Lanarkshire MSP welcomes payouts over forced prepayment meter fitting
A Lanarkshire MSP has welcomed the news that thousands of energy customers are due to receive payouts of up to £1,000 each over the forced fitting of prepayment meters.
A total of £74million is being paid out by eight energy firms. This includes Scottish Power, EDF, E.ON, Octopus, Utility Warehouse, Good Energy, Tru Energy and Ecotricity.
It comes after energy regulator Ofgem launched an investigation into often vulnerable customers being switched to prepayment meters after they fell behind on bills.
Ofgem's Market Compliance Review (MCR) required suppliers to examine their practices of involuntary PPM installation, including both meters that were installed under warrant and smart meters that were remotely switched to prepayment mode.
At least 40,000 customers are expected to benefit from the new measures following a review carried out by the energy regulator.
Motherwell and Wishaw MSP Clare Adamson said: 'I am glad to see some compensation for forced installations. I repeatedly raised cases from constituents with Ofgem and energy companies.
'Some companies dismissed the practice, and others said it was only used as a last resort. But my team and I have helped many people facing a range of unfair billing practices including forced installations.
'Ofgem's review has shown that multiple companies fell short of their obligations, and it was people in Motherwell and Wishaw, and struggling households across the country, that were at the sharp end of those failures.
'We still need to see further and faster regulatory action. My constituents face a raft of unfair energy practices: historical energy debt; so-called 'self-disconnection'; errors in debt calculation; and the unjust standing charge.
'Even the availability of the cheapest tariffs is often down to payment method and postcode. This disproportionately impacts the people on low incomes and drives fuel poverty.
'We need stronger regulatory enforcement across the energy sector so that my constituents, and people across Scotland, are not penalised by unfair practices.
'While there is good exploratory work in Scotland on a long-overdue social tariff, energy policy is reserved to Westminster.
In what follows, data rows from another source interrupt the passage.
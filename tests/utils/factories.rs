/// Test data factories using builder pattern
///
/// Provides convenient methods to create modules and items with sensible defaults
use super::fakes::{RefererProxy, ScriptedSearcher, StaticParser};
use anime_aggregator_lib::modules::provider::traits::AnimeDetailParser;
use anime_aggregator_lib::modules::provider::domain::{
    AnimePlayList, DanmakuCollection, DanmakuItem, DanmakuPosition, FnModuleFactory, LoadScope,
    ModuleFactory, ModuleHandlers,
};
use anime_aggregator_lib::{
    Anime, AnimeDetail, AnimeInfo, AnimeMeta, Danmaku, DanmakuData, DanmakuDetail, DanmakuMeta,
    ModuleId,
};
use std::sync::atomic::{AtomicUsize, Ordering};
use std::sync::Arc;

pub fn id(raw: &str) -> ModuleId {
    ModuleId::new(raw).unwrap()
}

pub fn anime_meta(module: &str, title: &str) -> AnimeMeta {
    AnimeMeta::new(id(module), title, format!("https://{}/detail/{}", module, title))
}

pub fn danmaku_meta(module: &str, title: &str) -> DanmakuMeta {
    DanmakuMeta::new(id(module), title, format!("https://{}/play/{}", module, title))
}

pub fn episode(module: &str, name: &str) -> Anime {
    Anime::new(id(module), name, format!("/vp/{}", name))
}

pub fn danmaku_track(module: &str, cid: &str) -> Danmaku {
    Danmaku::new(id(module), format!("track {}", cid), cid)
}

pub fn detail_with_episodes(module: &str, title: &str, episodes: usize) -> AnimeDetail {
    AnimeDetail {
        title: title.to_string(),
        module: Some(id(module)),
        playlists: vec![AnimePlayList {
            name: "main".to_string(),
            items: (1..=episodes)
                .map(|n| episode(module, &format!("ep{}", n)))
                .collect(),
        }],
        ..AnimeDetail::default()
    }
}

pub fn danmaku_detail_with_tracks(module: &str, title: &str, tracks: usize) -> DanmakuDetail {
    DanmakuDetail {
        title: title.to_string(),
        module: Some(id(module)),
        collections: vec![DanmakuCollection {
            name: "season 1".to_string(),
            items: (1..=tracks)
                .map(|n| danmaku_track(module, &n.to_string()))
                .collect(),
        }],
    }
}

pub fn danmaku_data(texts: &[&str]) -> DanmakuData {
    DanmakuData {
        items: texts
            .iter()
            .enumerate()
            .map(|(n, text)| DanmakuItem {
                time: n as f32,
                position: DanmakuPosition::Scroll,
                color: 0xffffff,
                text: text.to_string(),
            })
            .collect(),
    }
}

/// How often a module was instantiated, per scope
#[derive(Clone, Default)]
pub struct LoadCounters {
    full: Arc<AtomicUsize>,
    utils: Arc<AtomicUsize>,
}

impl LoadCounters {
    pub fn full(&self) -> usize {
        self.full.load(Ordering::SeqCst)
    }

    pub fn utils(&self) -> usize {
        self.utils.load(Ordering::SeqCst)
    }
}

pub struct ModuleBuilder {
    module: ModuleId,
    handlers: ModuleHandlers,
    counters: LoadCounters,
}

impl ModuleBuilder {
    pub fn new(module: &str) -> Self {
        Self {
            module: id(module),
            handlers: ModuleHandlers::new(),
            counters: LoadCounters::default(),
        }
    }

    pub fn anime_searcher(mut self, searcher: ScriptedSearcher<AnimeMeta>) -> Self {
        self.handlers = self.handlers.with_anime_searcher(Arc::new(searcher));
        self
    }

    pub fn danmaku_searcher(mut self, searcher: ScriptedSearcher<DanmakuMeta>) -> Self {
        self.handlers = self.handlers.with_danmaku_searcher(Arc::new(searcher));
        self
    }

    pub fn detail_parser(mut self, parser: StaticParser<AnimeDetail>) -> Self {
        self.handlers = self.handlers.with_anime_detail_parser(Arc::new(parser));
        self
    }

    pub fn detail_handler(mut self, parser: Arc<dyn AnimeDetailParser>) -> Self {
        self.handlers = self.handlers.with_anime_detail_parser(parser);
        self
    }

    pub fn url_parser(mut self, parser: StaticParser<AnimeInfo>) -> Self {
        self.handlers = self.handlers.with_anime_url_parser(Arc::new(parser));
        self
    }

    pub fn danmaku_detail_parser(mut self, parser: StaticParser<DanmakuDetail>) -> Self {
        self.handlers = self.handlers.with_danmaku_detail_parser(Arc::new(parser));
        self
    }

    pub fn danmaku_data_parser(mut self, parser: StaticParser<DanmakuData>) -> Self {
        self.handlers = self.handlers.with_danmaku_data_parser(Arc::new(parser));
        self
    }

    pub fn proxy(mut self, referer: &str) -> Self {
        self.handlers = self.handlers.with_anime_proxy_class(Arc::new(RefererProxy {
            referer: referer.to_string(),
        }));
        self
    }

    pub fn counters(&self) -> LoadCounters {
        self.counters.clone()
    }

    pub fn build(self) -> Arc<dyn ModuleFactory> {
        let handlers = self.handlers;
        let counters = self.counters;
        Arc::new(FnModuleFactory::new(self.module, move |scope| {
            match scope {
                LoadScope::Full => counters.full.fetch_add(1, Ordering::SeqCst),
                LoadScope::UtilsOnly => counters.utils.fetch_add(1, Ordering::SeqCst),
            };
            Ok(handlers.clone())
        }))
    }
}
'I welcome Ofgem's review, and today's announcement, but it is a small part of the system. The UK energy market is rife with inequity and Labour inaction on these longstanding problems is costing people in every community.'
Energy suppliers can no longer forcibly install a prepay meter on the highest risk customers, including households where someone is over the age of 75, those with children under the age of two, and households where someone has a severe health condition.
Dhara Vyas, chief executive of Energy UK, which represents energy firms, said: 'Involuntary installations have been a last - but necessary - resort for cases where repeated attempts to address debt with the customer through other means have been unsuccessful.
'It's bad for customers to fall further and further into arrears, and bad debt ultimately drives up the prices that is paid by all customers.'
UK Energy Secretary Ed Miliband said: 'Justice is finally being delivered to many of the families, lots of them vulnerable, who were affected by the scandal of energy suppliers wrongly forcibly installing pre-payment meters.
'The government has campaigned tirelessly on this issue and are pleased to see the level of compensation increase to £18.6 million, up from £420,000 under the previous government.
'Consumers must come first, which is why we are reforming the energy market to stamp out bad practice and make it easier to access proper redress when things go wrong, through our comprehensive review of Ofgem.
'This increased compensation package is a good start, and we will be announcing further reforms in the weeks ahead as we deliver our Plan for Change.'
It comes after it was revealed that energy bills will go down again this summer. The Ofgem energy price cap is being reduced by seven per cent - taking the typical annual bill from £1,849 to £1,720.
The price cap for someone paying by pre-payment meter is falling from £1,803 a year to £1,672, and the yearly charge for someone who pays on receipt of bill is going down from £1,969 to £1,855.